Exercise directions: The records that follow need to be output exactly as they are.

╭─ Exercise data

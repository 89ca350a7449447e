use bigdecimal::BigDecimal;
use log::{debug, warn};

use super::PriceResolver;
use crate::{
    db::{models::Token, EntityStore},
    utils::{ONE_BD, ZERO_BD},
};

impl PriceResolver {
    /// Amount of native asset one unit of `token` is worth.
    ///
    /// Walks the whitelist in priority order and returns on the first
    /// candidate that has an indexed pair with more than the minimum native
    /// liquidity. This is deliberately first-match, not best-price: earlier
    /// whitelist entries are the preferred price sources.
    ///
    /// Broken references (index entry pointing at a missing pair, pair not
    /// containing the token, missing counterpart token) are logged and the
    /// candidate is skipped. A counterpart whose price was never derived is
    /// skipped as well.
    ///
    /// Returns zero when no candidate qualifies.
    pub fn native_per_token<S: EntityStore + ?Sized>(&self, store: &S, token: &Token) -> BigDecimal {
        let deployment = &self.deployment;
        if deployment.is_native(&token.id) {
            return ONE_BD.clone();
        }

        for candidate in deployment.whitelist.iter() {
            let Some(pair_address) = store.load_pair_index_entry(&token.id, candidate) else {
                continue;
            };

            let Some(pair) = store.load_pair(&pair_address) else {
                warn!(
                    "[{}] Pair index {}-{} points at missing pair {}",
                    deployment.name, token.id, candidate, pair_address
                );
                continue;
            };

            // Strictly greater than the threshold
            if pair.reserve_native <= deployment.min_liquidity_native {
                debug!(
                    "[{}] Pair {} below liquidity threshold ({} native)",
                    deployment.name, pair.id, pair.reserve_native
                );
                continue;
            }

            let Some(slot) = pair.slot_of(&token.id) else {
                warn!(
                    "[{}] Pair {} indexed for {} does not contain it",
                    deployment.name, pair.id, token.id
                );
                continue;
            };

            let counterpart_slot = slot.other();
            let counterpart_id = pair.token(counterpart_slot);

            let counterpart_derived = if deployment.is_native(counterpart_id) {
                ONE_BD.clone()
            } else {
                let Some(counterpart) = store.load_token(counterpart_id) else {
                    warn!(
                        "[{}] Pair {} references missing token {}",
                        deployment.name, pair.id, counterpart_id
                    );
                    continue;
                };
                let Some(derived) = counterpart.derived_native else {
                    debug!(
                        "[{}] Counterpart {} of {} has no derived price yet",
                        deployment.name, counterpart_id, token.id
                    );
                    continue;
                };
                derived
            };

            // counterpart per token * native per counterpart
            return pair.price(counterpart_slot) * &counterpart_derived;
        }

        ZERO_BD.clone()
    }
}
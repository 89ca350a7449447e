//! Entity storage for the pricing core.
//!
//! The pricing code only sees the [`EntityStore`] trait. Persistence lives
//! outside this crate; [`MemoryStore`] backs replays and tests.

pub mod memory;
pub mod models;
pub mod store;

pub use memory::{MemoryStore, Snapshot};
pub use store::EntityStore;
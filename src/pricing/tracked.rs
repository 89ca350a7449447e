use bigdecimal::BigDecimal;
use log::debug;

use super::PriceResolver;
use crate::{
    db::models::{Bundle, Pair, Token},
    utils::{safe_div, TWO_BD, ZERO_BD},
};

impl PriceResolver {
    /// USD amount of a swap that counts toward tracked volume.
    ///
    /// Pairs with fewer liquidity providers than the configured minimum
    /// must first hold enough whitelisted USD reserves, otherwise the whole
    /// volume is dropped:
    /// - both whitelisted: reserve0_usd + reserve1_usd >= threshold
    /// - one whitelisted: 2 * that side's reserve_usd >= threshold
    ///
    /// Then:
    /// - both whitelisted: average of the two USD amounts
    /// - one whitelisted: that side's USD amount only
    /// - neither: zero
    pub fn tracked_volume_usd(
        &self,
        bundle: &Bundle,
        amount0: &BigDecimal,
        token0: &Token,
        amount1: &BigDecimal,
        token1: &Token,
        pair: &Pair,
    ) -> BigDecimal {
        let deployment = &self.deployment;
        let price0 = self.token_price_usd(token0, bundle);
        let price1 = self.token_price_usd(token1, bundle);

        let token0_whitelisted = deployment.is_whitelisted(&token0.id);
        let token1_whitelisted = deployment.is_whitelisted(&token1.id);

        if pair.liquidity_provider_count < deployment.min_liquidity_providers {
            let reserve0_usd = &pair.reserve0 * &price0;
            let reserve1_usd = &pair.reserve1 * &price1;

            let tracked_reserves_usd = match (token0_whitelisted, token1_whitelisted) {
                (true, true) => Some(reserve0_usd + reserve1_usd),
                (true, false) => Some(&reserve0_usd * &*TWO_BD),
                (false, true) => Some(&reserve1_usd * &*TWO_BD),
                (false, false) => None,
            };

            if let Some(reserves_usd) = tracked_reserves_usd {
                if reserves_usd < deployment.min_usd_new_pairs {
                    debug!(
                        "[{}] Pair {} has {} LPs and {} USD reserves, volume not tracked",
                        deployment.name, pair.id, pair.liquidity_provider_count, reserves_usd
                    );
                    return ZERO_BD.clone();
                }
            }
        }

        match (token0_whitelisted, token1_whitelisted) {
            (true, true) => {
                let total = amount0 * &price0 + amount1 * &price1;
                safe_div(&total, &TWO_BD)
            },
            (true, false) => amount0 * &price0,
            (false, true) => amount1 * &price1,
            (false, false) => ZERO_BD.clone(),
        }
    }

    /// USD amount of a liquidity change that counts toward tracked liquidity.
    ///
    /// No liquidity-provider guard applies here.
    /// - both whitelisted: sum of the two USD amounts
    /// - one whitelisted: double that side (pool value is split evenly)
    /// - neither: zero
    pub fn tracked_liquidity_usd(
        &self,
        bundle: &Bundle,
        amount0: &BigDecimal,
        token0: &Token,
        amount1: &BigDecimal,
        token1: &Token,
    ) -> BigDecimal {
        let price0 = self.token_price_usd(token0, bundle);
        let price1 = self.token_price_usd(token1, bundle);

        match (
            self.deployment.is_whitelisted(&token0.id),
            self.deployment.is_whitelisted(&token1.id),
        ) {
            (true, true) => amount0 * &price0 + amount1 * &price1,
            (true, false) => &(amount0 * &price0) * &*TWO_BD,
            (false, true) => &(amount1 * &price1) * &*TWO_BD,
            (false, false) => ZERO_BD.clone(),
        }
    }
}
use bigdecimal::BigDecimal;
use serde::{Deserialize, Serialize};

/// Token metadata and derived price state.
///
/// Primary Key: id (lowercase token address)
#[derive(Debug, Clone, PartialEq, Serialize, Deserialize)]
pub struct Token {
    pub id: String,
    #[serde(default)]
    pub symbol: String,
    pub decimals: u8,

    /// Price in native-asset units, unset until first derived.
    /// Multiply by the bundle's native USD price for a USD value.
    #[serde(default)]
    pub derived_native: Option<BigDecimal>,
}

impl Token {
    pub fn new(id: String, symbol: String, decimals: u8) -> Self {
        Self {
            // Always lowercase addresses for consistent comparisons
            id: id.to_lowercase(),
            symbol,
            decimals,
            derived_native: None,
        }
    }
}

╰─

Written answer:
repository 89ca350a7449447e
use bigdecimal::BigDecimal;
use log::{debug, warn};

use super::PriceResolver;
use crate::{
    db::{models::Token, EntityStore},
    utils::{ONE_BD, ZERO_BD},
};

impl PriceResolver {
    /// Amount of native asset one unit of `token` is worth.
    ///
    /// Walks the whitelist in priority order and returns on the first
    /// candidate that has an indexed pair with more than the minimum native
    /// liquidity. This is deliberately first-match, not best-price: earlier
    /// whitelist entries are the preferred price sources.
    ///
    /// Broken references (index entry pointing at a missing pair, pair not
    /// containing the token, missing counterpart token) are logged and the
    /// candidate is skipped. A counterpart whose price was never derived is
    /// skipped as well.
    ///
    /// Returns zero when no candidate qualifies.
    pub fn native_per_token<S: EntityStore + ?Sized>(&self, store: &S, token: &Token) -> BigDecimal {
        let deployment = &self.deployment;
        if deployment.is_native(&token.id) {
            return ONE_BD.clone();
        }

        for candidate in deployment.whitelist.iter() {
            let Some(pair_address) = store.load_pair_index_entry(&token.id, candidate) else {
                continue;
            };

            let Some(pair) = store.load_pair(&pair_address) else {
                warn!(
                    "[{}] Pair index {}-{} points at missing pair {}",
                    deployment.name, token.id, candidate, pair_address
                );
                continue;
            };

            // Strictly greater than the threshold
            if pair.reserve_native <= deployment.min_liquidity_native {
                debug!(
                    "[{}] Pair {} below liquidity threshold ({} native)",
                    deployment.name, pair.id, pair.reserve_native
                );
                continue;
            }

            let Some(slot) = pair.slot_of(&token.id) else {
                warn!(
                    "[{}] Pair {} indexed for {} does not contain it",
                    deployment.name, pair.id, token.id
                );
                continue;
            };

            let counterpart_slot = slot.other();
            let counterpart_id = pair.token(counterpart_slot);

            let counterpart_derived = if deployment.is_native(counterpart_id) {
                ONE_BD.clone()
            } else {
                let Some(counterpart) = store.load_token(counterpart_id) else {
                    warn!(
                        "[{}] Pair {} references missing token {}",
                        deployment.name, pair.id, counterpart_id
                    );
                    continue;
                };
                let Some(derived) = counterpart.derived_native else {
                    debug!(
                        "[{}] Counterpart {} of {} has no derived price yet",
                        deployment.name, counterpart_id, token.id
                    );
                    continue;
                };
                derived
            };

            // counterpart per token * native per counterpart
            return pair.price(counterpart_slot) * &counterpart_derived;
        }

        ZERO_BD.clone()
    }
}
repository 89ca350a7449447e
//! Entity storage for the pricing core.
//!
//! The pricing code only sees the [`EntityStore`] trait. Persistence lives
//! outside this crate; [`MemoryStore`] backs replays and tests.

pub mod memory;
pub mod models;
pub mod store;

pub use memory::{MemoryStore, Snapshot};
pub use store::EntityStore;
filename src/pricing/tracked.rs
repository 89ca350a7449447e
use bigdecimal::BigDecimal;
use log::debug;

use super::PriceResolver;
use crate::{
    db::models::{Bundle, Pair, Token},
    utils::{safe_div, TWO_BD, ZERO_BD},
};

impl PriceResolver {
    /// USD amount of a swap that counts toward tracked volume.
    ///
    /// Pairs with fewer liquidity providers than the configured minimum
    /// must first hold enough whitelisted USD reserves, otherwise the whole
    /// volume is dropped:
    /// - both whitelisted: reserve0_usd + reserve1_usd >= threshold
    /// - one whitelisted: 2 * that side's reserve_usd >= threshold
    ///
    /// Then:
    /// - both whitelisted: average of the two USD amounts
    /// - one whitelisted: that side's USD amount only
    /// - neither: zero
    pub fn tracked_volume_usd(
        &self,
        bundle: &Bundle,
        amount0: &BigDecimal,
        token0: &Token,
        amount1: &BigDecimal,
        token1: &Token,
        pair: &Pair,
    ) -> BigDecimal {
        let deployment = &self.deployment;
        let price0 = self.token_price_usd(token0, bundle);
        let price1 = self.token_price_usd(token1, bundle);

        let token0_whitelisted = deployment.is_whitelisted(&token0.id);
        let token1_whitelisted = deployment.is_whitelisted(&token1.id);

        if pair.liquidity_provider_count < deployment.min_liquidity_providers {
            let reserve0_usd = &pair.reserve0 * &price0;
            let reserve1_usd = &pair.reserve1 * &price1;

            let tracked_reserves_usd = match (token0_whitelisted, token1_whitelisted) {
                (true, true) => Some(reserve0_usd + reserve1_usd),
                (true, false) => Some(&reserve0_usd * &*TWO_BD),
                (false, true) => Some(&reserve1_usd * &*TWO_BD),
                (false, false) => None,
            };

            if let Some(reserves_usd) = tracked_reserves_usd {
                if reserves_usd < deployment.min_usd_new_pairs {
                    debug!(
                        "[{}] Pair {} has {} LPs and {} USD reserves, volume not tracked",
                        deployment.name, pair.id, pair.liquidity_provider_count, reserves_usd
                    );
                    return ZERO_BD.clone();
                }
            }
        }

        match (token0_whitelisted, token1_whitelisted) {
            (true, true) => {
                let total = amount0 * &price0 + amount1 * &price1;
                safe_div(&total, &TWO_BD)
            },
            (true, false) => amount0 * &price0,
            (false, true) => amount1 * &price1,
            (false, false) => ZERO_BD.clone(),
        }
    }

    /// USD amount of a liquidity change that counts toward tracked liquidity.
    ///
    /// No liquidity-provider guard applies here.
    /// - both whitelisted: sum of the two USD amounts
    /// - one whitelisted: double that side (pool value is split evenly)
    /// - neither: zero
    pub fn tracked_liquidity_usd(
        &self,
        bundle: &Bundle,
        amount0: &BigDecimal,
        token0: &Token,
        amount1: &BigDecimal,
        token1: &Token,
    ) -> BigDecimal {
        let price0 = self.token_price_usd(token0, bundle);
        let price1 = self.token_price_usd(token1, bundle);

        match (
            self.deployment.is_whitelisted(&token0.id),
            self.deployment.is_whitelisted(&token1.id),
        ) {
            (true, true) => amount0 * &price0 + amount1 * &price1,
            (true, false) => &(amount0 * &price0) * &*TWO_BD,
            (false, true) => &(amount1 * &price1) * &*TWO_BD,
            (false, false) => ZERO_BD.clone(),
        }
    }
}
use bigdecimal::BigDecimal;
use serde::{Deserialize, Serialize};

/// Token metadata and derived price state.
///
/// Primary Key: id (lowercase token address)
#[derive(Debug, Clone, PartialEq, Serialize, Deserialize)]
pub struct Token {
    pub id: String,
    #[serde(default)]
    pub symbol: String,
    pub decimals: u8,

    /// Price in native-asset units, unset until first derived.
    /// Multiply by the bundle's native USD price for a USD value.
    #[serde(default)]
    pub derived_native: Option<BigDecimal>,
}

impl Token {
    pub fn new(id: String, symbol: String, decimals: u8) -> Self {
        Self {
            // Always lowercase addresses for consistent comparisons
            id: id.to_lowercase(),
            symbol,
            decimals,
            derived_native: None,
        }
    }
}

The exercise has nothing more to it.